**REQUIRED ACTION:**
Retype exactly the lines below, beginning with the first and ending with the line where "use crate::editor::registry::SceneObject;" appears.

===== DATASET RECORDS

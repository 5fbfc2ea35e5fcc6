//! # Scene Export
//!
//! Serializes registry objects and uploaded meshes into a single self-contained glTF 2.0
//! JSON document. All vertex data lives in one buffer embedded as a base64 data URI.
//!
//! Objects whose geometry or transform would produce a degenerate mesh are refused up
//! front; nothing is written in that case.

use base64::Engine as _;
use base64::engine::general_purpose::STANDARD;
use cgmath::{Matrix4, Quaternion};
use serde_json::json;
use std::path::{Path, PathBuf};
use thiserror::Error;

use super::document::*;
use crate::editor::registry::SceneObject;
use crate::editor::uploads::UploadedMesh;
use crate::error::EntityId;
use crate::gfx::geometry::{self, GeometryData};
use crate::gfx::resources::material::Color;

/// Fixed output name inside the chosen directory
pub const EXPORT_FILE_NAME: &str = "modified_model.gltf";

const MIN_SCALE: f32 = 1e-6;
const EXTENT_EPSILON: f32 = 1e-6;

#[derive(Debug, Error)]
pub enum ExportError {
    #[error("{entity} is degenerate: {reason}")]
    Degenerate { entity: EntityId, reason: String },
    #[error("could not encode document: {0}")]
    Encode(#[from] serde_json::Error),
    #[error("could not write {path}: {source}")]
    Write {
        path: PathBuf,
        #[source]
        source: std::io::Error,
    },
}

/// Build the export document, refusing the whole scene if any entry is degenerate.
pub fn build_document(
    objects: &[SceneObject],
    uploads: &[UploadedMesh],
) -> Result<GltfDocument, ExportError> {
    let mut builder = DocumentBuilder::default();

    for object in objects {
        let entity = EntityId::Object(object.id());
        let geometry = geometry::build(object.shape()).map_err(|err| ExportError::Degenerate {
            entity,
            reason: err.to_string(),
        })?;
        let transform = object.transform();
        check_scale(entity, transform.scale.into())?;
        check_extent(entity, &geometry.data, &transform.matrix())?;

        let material = object.material();
        builder.push(Entry {
            name: object.name(),
            geometry: &geometry.data,
            color: material.color,
            translation: transform.position.into(),
            rotation: quaternion_xyzw(transform.quaternion()),
            scale: transform.scale.into(),
            node_extras: Some(json!({ "shape": object.shape() })),
            material_extras: Some(json!({ "materialKind": material.kind })),
        });
    }

    for mesh in uploads {
        let entity = EntityId::Upload(mesh.id());
        let scale: [f32; 3] = (mesh.pose().scale * mesh.uniform_scale()).into();
        check_scale(entity, scale)?;
        check_extent(entity, mesh.geometry(), &mesh.matrix())?;

        builder.push(Entry {
            name: mesh.name(),
            geometry: mesh.geometry(),
            color: mesh.color(),
            translation: mesh.pose().translation.into(),
            rotation: quaternion_xyzw(mesh.pose().rotation),
            scale,
            node_extras: None,
            material_extras: None,
        });
    }

    Ok(builder.finish())
}

/// Write `document` as `modified_model.gltf` inside `dir`, creating the directory.
pub fn write_document(dir: &Path, document: &GltfDocument) -> Result<PathBuf, ExportError> {
    let path = dir.join(EXPORT_FILE_NAME);
    let json = document.to_json()?;
    std::fs::create_dir_all(dir)
        .and_then(|_| std::fs::write(&path, json))
        .map_err(|source| ExportError::Write {
            path: path.clone(),
            source,
        })?;
    log::info!("Exported {} node(s) to {}", document.nodes.len(), path.display());
    Ok(path)
}

fn check_scale(entity: EntityId, scale: [f32; 3]) -> Result<(), ExportError> {
    match scale.iter().find(|s| !s.is_finite() || s.abs() < MIN_SCALE) {
        Some(s) => Err(ExportError::Degenerate {
            entity,
            reason: format!("scale component {s} collapses the mesh"),
        }),
        None => Ok(()),
    }
}

fn check_extent(
    entity: EntityId,
    geometry: &GeometryData,
    matrix: &Matrix4<f32>,
) -> Result<(), ExportError> {
    let axes = geometry.bounds().transform(matrix).extent_axes(EXTENT_EPSILON);
    if axes < 2 {
        return Err(ExportError::Degenerate {
            entity,
            reason: format!("world bounds extend along {axes} axis"),
        });
    }
    Ok(())
}

fn quaternion_xyzw(q: Quaternion<f32>) -> [f32; 4] {
    [q.v.x, q.v.y, q.v.z, q.s]
}

struct Entry<'a> {
    name: &'a str,
    geometry: &'a GeometryData,
    color: Color,
    translation: [f32; 3],
    rotation: [f32; 4],
    scale: [f32; 3],
    node_extras: Option<serde_json::Value>,
    material_extras: Option<serde_json::Value>,
}

#[derive(Default)]
struct DocumentBuilder {
    nodes: Vec<Node>,
    meshes: Vec<Mesh>,
    materials: Vec<Material>,
    accessors: Vec<Accessor>,
    buffer_views: Vec<BufferView>,
    bin: Vec<u8>,
}

impl DocumentBuilder {
    fn push(&mut self, entry: Entry<'_>) {
        let data = entry.geometry;
        let bounds = data.bounds();

        let position = self.push_accessor(
            bytemuck::cast_slice(&data.vertices),
            TARGET_ARRAY_BUFFER,
            COMPONENT_FLOAT,
            data.vertices.len(),
            AccessorKind::Vec3,
            Some((bounds.min.into(), bounds.max.into())),
        );
        let normal = (data.normals.len() == data.vertices.len()).then(|| {
            self.push_accessor(
                bytemuck::cast_slice(&data.normals),
                TARGET_ARRAY_BUFFER,
                COMPONENT_FLOAT,
                data.normals.len(),
                AccessorKind::Vec3,
                None,
            )
        });
        let tex_coord = (data.tex_coords.len() == data.vertices.len()).then(|| {
            self.push_accessor(
                bytemuck::cast_slice(&data.tex_coords),
                TARGET_ARRAY_BUFFER,
                COMPONENT_FLOAT,
                data.tex_coords.len(),
                AccessorKind::Vec2,
                None,
            )
        });
        let indices = self.push_accessor(
            bytemuck::cast_slice(&data.indices),
            TARGET_ELEMENT_ARRAY_BUFFER,
            COMPONENT_UNSIGNED_INT,
            data.indices.len(),
            AccessorKind::Scalar,
            None,
        );

        let material = self.materials.len() as u32;
        self.materials.push(Material {
            name: entry.name.to_string(),
            pbr_metallic_roughness: PbrMetallicRoughness {
                base_color_factor: [entry.color.r, entry.color.g, entry.color.b, 1.0],
                metallic_factor: 0.0,
                roughness_factor: 1.0,
            },
            extras: entry.material_extras,
        });

        let mesh = self.meshes.len() as u32;
        self.meshes.push(Mesh {
            name: entry.name.to_string(),
            primitives: vec![Primitive {
                attributes: Attributes {
                    position,
                    normal,
                    tex_coord,
                },
                indices,
                material,
                mode: MODE_TRIANGLES,
            }],
        });

        self.nodes.push(Node {
            name: entry.name.to_string(),
            mesh,
            translation: entry.translation,
            rotation: entry.rotation,
            scale: entry.scale,
            extras: entry.node_extras,
        });
    }

    fn push_accessor(
        &mut self,
        bytes: &[u8],
        target: u32,
        component_type: u32,
        count: usize,
        kind: AccessorKind,
        bounds: Option<([f32; 3], [f32; 3])>,
    ) -> u32 {
        // Views start on a 4-byte boundary so every component stays aligned
        while self.bin.len() % 4 != 0 {
            self.bin.push(0);
        }
        let view = self.buffer_views.len() as u32;
        self.buffer_views.push(BufferView {
            buffer: 0,
            byte_offset: self.bin.len() as u32,
            byte_length: bytes.len() as u32,
            target,
        });
        self.bin.extend_from_slice(bytes);

        let (min, max) = match bounds {
            Some((min, max)) => (Some(min.to_vec()), Some(max.to_vec())),
            None => (None, None),
        };
        self.accessors.push(Accessor {
            buffer_view: view,
            byte_offset: 0,
            component_type,
            count: count as u32,
            kind,
            min,
            max,
        });
        self.accessors.len() as u32 - 1
    }

    fn finish(self) -> GltfDocument {
        let buffers = if self.bin.is_empty() {
            Vec::new()
        } else {
            vec![Buffer {
                byte_length: self.bin.len() as u32,
                uri: format!(
                    "data:application/octet-stream;base64,{}",
                    STANDARD.encode(&self.bin)
                ),
            }]
        };

        GltfDocument {
            asset: Asset::default(),
            scene: 0,
            scenes: vec![Scene {
                nodes: (0..self.nodes.len() as u32).collect(),
            }],
            nodes: self.nodes,
            meshes: self.meshes,
            materials: self.materials,
            accessors: self.accessors,
            buffer_views: self.buffer_views,
            buffers,
        }
    }
}

#[cfg(test)]
mod tests {
    use super::*;
    use crate::editor::registry::ObjectRegistry;
    use crate::gfx::geometry::{BoxParams, ShapeDescriptor};
    use crate::gfx::resources::material::{MaterialDescriptor, MaterialKind};
    use crate::gfx::transform::Transform;
    use cgmath::Vector3;

    fn registry_with(transforms: &[Transform]) -> ObjectRegistry {
        let mut registry = ObjectRegistry::new();
        for transform in transforms {
            registry
                .create(
                    ShapeDescriptor::Box(BoxParams::new(1.0, 2.0, 3.0)),
                    MaterialDescriptor::new(MaterialKind::Phong, Color::RED),
                    *transform,
                )
                .unwrap();
        }
        registry
    }

    #[test]
    fn test_document_layout() {
        let registry = registry_with(&[Transform::default(), Transform::default()]);
        let document = build_document(registry.list(), &[]).unwrap();

        assert_eq!(document.nodes.len(), 2);
        assert_eq!(document.meshes.len(), 2);
        assert_eq!(document.materials.len(), 2);
        assert_eq!(document.scenes[0].nodes, vec![0, 1]);
        assert_eq!(document.buffers.len(), 1);
        assert!(document.buffers[0].uri.starts_with("data:application/octet-stream;base64,"));
        for view in &document.buffer_views {
            assert_eq!(view.byte_offset % 4, 0);
        }

        let position = &document.accessors[document.meshes[0].primitives[0].attributes.position as usize];
        assert_eq!(position.min.as_deref(), Some(&[-0.5, -1.0, -1.5][..]));
        assert_eq!(position.max.as_deref(), Some(&[0.5, 1.0, 1.5][..]));

        let extras = document.materials[0].extras.as_ref().unwrap();
        assert_eq!(extras["materialKind"], "phong");
        let shape = &document.nodes[0].extras.as_ref().unwrap()["shape"];
        assert_eq!(shape["type"], "box");
    }

    #[test]
    fn test_zero_scale_is_refused() {
        let flat = Transform {
            scale: Vector3::new(1.0, 0.0, 1.0),
            ..Transform::default()
        };
        let registry = registry_with(&[Transform::default(), flat]);
        let err = build_document(registry.list(), &[]).unwrap_err();
        assert!(matches!(err, ExportError::Degenerate { .. }));
    }

    #[test]
    fn test_empty_scene_exports_empty_document() {
        let document = build_document(&[], &[]).unwrap();
        assert!(document.nodes.is_empty());
        assert!(document.buffers.is_empty());
    }

    #[test]
    fn test_write_uses_fixed_name() {
        let dir = tempfile::tempdir().unwrap();
        let registry = registry_with(&[Transform::default()]);
        let document = build_document(registry.list(), &[]).unwrap();

        let path = write_document(dir.path(), &document).unwrap();
        assert_eq!(path, dir.path().join("modified_model.gltf"));
        let text = std::fs::read_to_string(path).unwrap();
        assert_eq!(GltfDocument::from_json(&text).unwrap(), document);
    }
}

==========

**WRITTEN REPLY:**
repository 5fbfc2ea35e5fcc6
//! # Scene Export
//!
//! Serializes registry objects and uploaded meshes into a single self-contained glTF 2.0
//! JSON document. All vertex data lives in one buffer embedded as a base64 data URI.
//!
//! Objects whose geometry or transform would produce a degenerate mesh are refused up
//! front; nothing is written in that case.

use base64::Engine as _;
use base64::engine::general_purpose::STANDARD;
use cgmath::{Matrix4, Quaternion};
use serde_json::json;
use std::path::{Path, PathBuf};
use thiserror::Error;

use super::document::*;
use crate::editor::registry::SceneObject;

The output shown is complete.